***** Input *****

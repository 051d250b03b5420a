//! Top-level decibans configuration with layered resolution.

use std::path::{Path, PathBuf};

use serde::{Deserialize, Serialize};

use super::smoothing_config::KNOWN_PRIORS;
use super::SmoothingConfig;
use crate::errors::ConfigError;

/// Project config file name, looked up in the project root.
pub const PROJECT_CONFIG_FILE: &str = "decibans.toml";

/// Top-level configuration aggregating all sub-configs.
///
/// Resolution order (highest priority first):
/// 1. Programmatic overrides (`ConfigOverrides`)
/// 2. Environment variables (`DECIBANS_*`)
/// 3. Project config (`decibans.toml` in project root)
/// 4. User config (`~/.decibans/config.toml`)
/// 5. Compiled defaults
#[derive(Debug, Clone, Serialize, Deserialize, Default, PartialEq)]
#[serde(default)]
pub struct DecibansConfig {
    pub smoothing: SmoothingConfig,
}

/// Caller-supplied overrides, applied last.
#[derive(Debug, Clone, Default)]
pub struct ConfigOverrides {
    pub smoothing_prior: Option<String>,
    pub smoothing_alpha: Option<f64>,
    pub smoothing_cardinality: Option<u64>,
    pub smoothing_credible_level: Option<f64>,
}

impl DecibansConfig {
    /// Load configuration with layered resolution rooted at `root`.
    pub fn load(root: &Path, overrides: Option<&ConfigOverrides>) -> Result<Self, ConfigError> {
        let mut config = Self::default();

        if let Some(user_config_path) = Self::user_config_path() {
            if user_config_path.exists() {
                match Self::merge_toml_file(&mut config, &user_config_path) {
                    Ok(()) => {}
                    Err(e @ ConfigError::ParseError { .. }) => return Err(e),
                    Err(e) => {
                        tracing::warn!(
                            path = %user_config_path.display(),
                            error = %e,
                            "ignoring unreadable user config"
                        );
                    }
                }
            }
        }

        let project_config_path = root.join(PROJECT_CONFIG_FILE);
        if project_config_path.exists() {
            Self::merge_toml_file(&mut config, &project_config_path)?;
        }

        Self::apply_env_overrides(&mut config);

        if let Some(overrides) = overrides {
            Self::apply_overrides(&mut config, overrides);
        }

        Self::validate(&config)?;
        tracing::debug!(
            alpha = config.smoothing.effective_alpha(),
            cardinality = config.smoothing.effective_cardinality(),
            "config resolved"
        );

        Ok(config)
    }

    /// Load configuration from a TOML string.
    pub fn from_toml(toml_str: &str) -> Result<Self, ConfigError> {
        let config: Self = toml::from_str(toml_str).map_err(|e| ConfigError::ParseError {
            path: "<string>".to_string(),
            message: e.to_string(),
        })?;
        Self::validate(&config)?;
        Ok(config)
    }

    /// Validate the configuration values.
    pub fn validate(config: &DecibansConfig) -> Result<(), ConfigError> {
        let smoothing = &config.smoothing;
        if let Some(ref prior) = smoothing.prior {
            if !KNOWN_PRIORS.contains(&prior.to_ascii_lowercase().as_str()) {
                return Err(ConfigError::ValidationFailed {
                    field: "smoothing.prior".to_string(),
                    message: format!("must be one of {}", KNOWN_PRIORS.join(", ")),
                });
            }
        }
        if let Some(alpha) = smoothing.alpha {
            if !(alpha.is_finite() && alpha > 0.0) {
                return Err(ConfigError::ValidationFailed {
                    field: "smoothing.alpha".to_string(),
                    message: "must be a positive finite number".to_string(),
                });
            }
        }
        if smoothing.cardinality == Some(0) {
            return Err(ConfigError::ValidationFailed {
                field: "smoothing.cardinality".to_string(),
                message: "must be at least 1".to_string(),
            });
        }
        if let Some(level) = smoothing.credible_level {
            if !(level > 0.0 && level < 1.0) {
                return Err(ConfigError::ValidationFailed {
                    field: "smoothing.credible_level".to_string(),
                    message: "must be strictly between 0.0 and 1.0".to_string(),
                });
            }
        }
        Ok(())
    }

    /// Returns the user config path: `~/.decibans/config.toml`.
    fn user_config_path() -> Option<PathBuf> {
        home_dir().map(|h| h.join(".decibans").join("config.toml"))
    }

    /// Merge a TOML file into the existing config.
    /// Unknown keys are silently ignored.
    fn merge_toml_file(config: &mut DecibansConfig, path: &Path) -> Result<(), ConfigError> {
        let content = std::fs::read_to_string(path).map_err(|_| ConfigError::FileNotFound {
            path: path.display().to_string(),
        })?;

        let file_config: DecibansConfig =
            toml::from_str(&content).map_err(|e| ConfigError::ParseError {
                path: path.display().to_string(),
                message: e.to_string(),
            })?;

        Self::merge(config, &file_config);
        Ok(())
    }

    /// Merge `other` into `base`; only `Some` values in `other` override.
    fn merge(base: &mut DecibansConfig, other: &DecibansConfig) {
        if other.smoothing.prior.is_some() {
            base.smoothing.prior = other.smoothing.prior.clone();
        }
        if other.smoothing.alpha.is_some() {
            base.smoothing.alpha = other.smoothing.alpha;
        }
        if other.smoothing.cardinality.is_some() {
            base.smoothing.cardinality = other.smoothing.cardinality;
        }
        if other.smoothing.credible_level.is_some() {
            base.smoothing.credible_level = other.smoothing.credible_level;
        }
    }

    /// Apply environment variable overrides.
    /// Pattern: `DECIBANS_SMOOTHING_ALPHA`, `DECIBANS_SMOOTHING_PRIOR`, etc.
    /// Unparsable values are ignored.
    fn apply_env_overrides(config: &mut DecibansConfig) {
        if let Ok(val) = std::env::var("DECIBANS_SMOOTHING_PRIOR") {
            config.smoothing.prior = Some(val);
        }
        if let Ok(val) = std::env::var("DECIBANS_SMOOTHING_ALPHA") {
            if let Ok(v) = val.parse::<f64>() {
                config.smoothing.alpha = Some(v);
            }
        }
        if let Ok(val) = std::env::var("DECIBANS_SMOOTHING_CARDINALITY") {
            if let Ok(v) = val.parse::<u64>() {
                config.smoothing.cardinality = Some(v);
            }
        }
        if let Ok(val) = std::env::var("DECIBANS_SMOOTHING_CREDIBLE_LEVEL") {
            if let Ok(v) = val.parse::<f64>() {
                config.smoothing.credible_level = Some(v);
            }
        }
    }

    fn apply_overrides(config: &mut DecibansConfig, overrides: &ConfigOverrides) {
        if let Some(ref v) = overrides.smoothing_prior {
            config.smoothing.prior = Some(v.clone());
        }
        if let Some(v) = overrides.smoothing_alpha {
            config.smoothing.alpha = Some(v);
        }
        if let Some(v) = overrides.smoothing_cardinality {
            config.smoothing.cardinality = Some(v);
        }
        if let Some(v) = overrides.smoothing_credible_level {
            config.smoothing.credible_level = Some(v);
        }
    }

    /// Serialize the config back to TOML.
    pub fn to_toml(&self) -> Result<String, ConfigError> {
        toml::to_string_pretty(self).map_err(|e| ConfigError::ParseError {
            path: "<serialization>".to_string(),
            message: e.to_string(),
        })
    }
}

/// Cross-platform home directory resolution.
fn home_dir() -> Option<PathBuf> {
    std::env::var_os("HOME")
        .or_else(|| std::env::var_os("USERPROFILE"))
        .map(PathBuf::from)
}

*****

● **Required work**
Give back exactly the lines above starting at the line where "let content = std::fs::read_to_string(path).map_err(|_|" appears and ending at the line where "fn apply_env_overrides(config: &mut" appears, both included, with no other lines.

● **Worked solution**
        let content = std::fs::read_to_string(path).map_err(|_| ConfigError::FileNotFound {
            path: path.display().to_string(),
        })?;

        let file_config: DecibansConfig =
            toml::from_str(&content).map_err(|e| ConfigError::ParseError {
                path: path.display().to_string(),
                message: e.to_string(),
            })?;

        Self::merge(config, &file_config);
        Ok(())
    }

    /// Merge `other` into `base`; only `Some` values in `other` override.
    fn merge(base: &mut DecibansConfig, other: &DecibansConfig) {
        if other.smoothing.prior.is_some() {
            base.smoothing.prior = other.smoothing.prior.clone();
        }
        if other.smoothing.alpha.is_some() {
            base.smoothing.alpha = other.smoothing.alpha;
        }
        if other.smoothing.cardinality.is_some() {
            base.smoothing.cardinality = other.smoothing.cardinality;
        }
        if other.smoothing.credible_level.is_some() {
            base.smoothing.credible_level = other.smoothing.credible_level;
        }
    }

    /// Apply environment variable overrides.
    /// Pattern: `DECIBANS_SMOOTHING_ALPHA`, `DECIBANS_SMOOTHING_PRIOR`, etc.
    /// Unparsable values are ignored.
    fn apply_env_overrides(config: &mut DecibansConfig) {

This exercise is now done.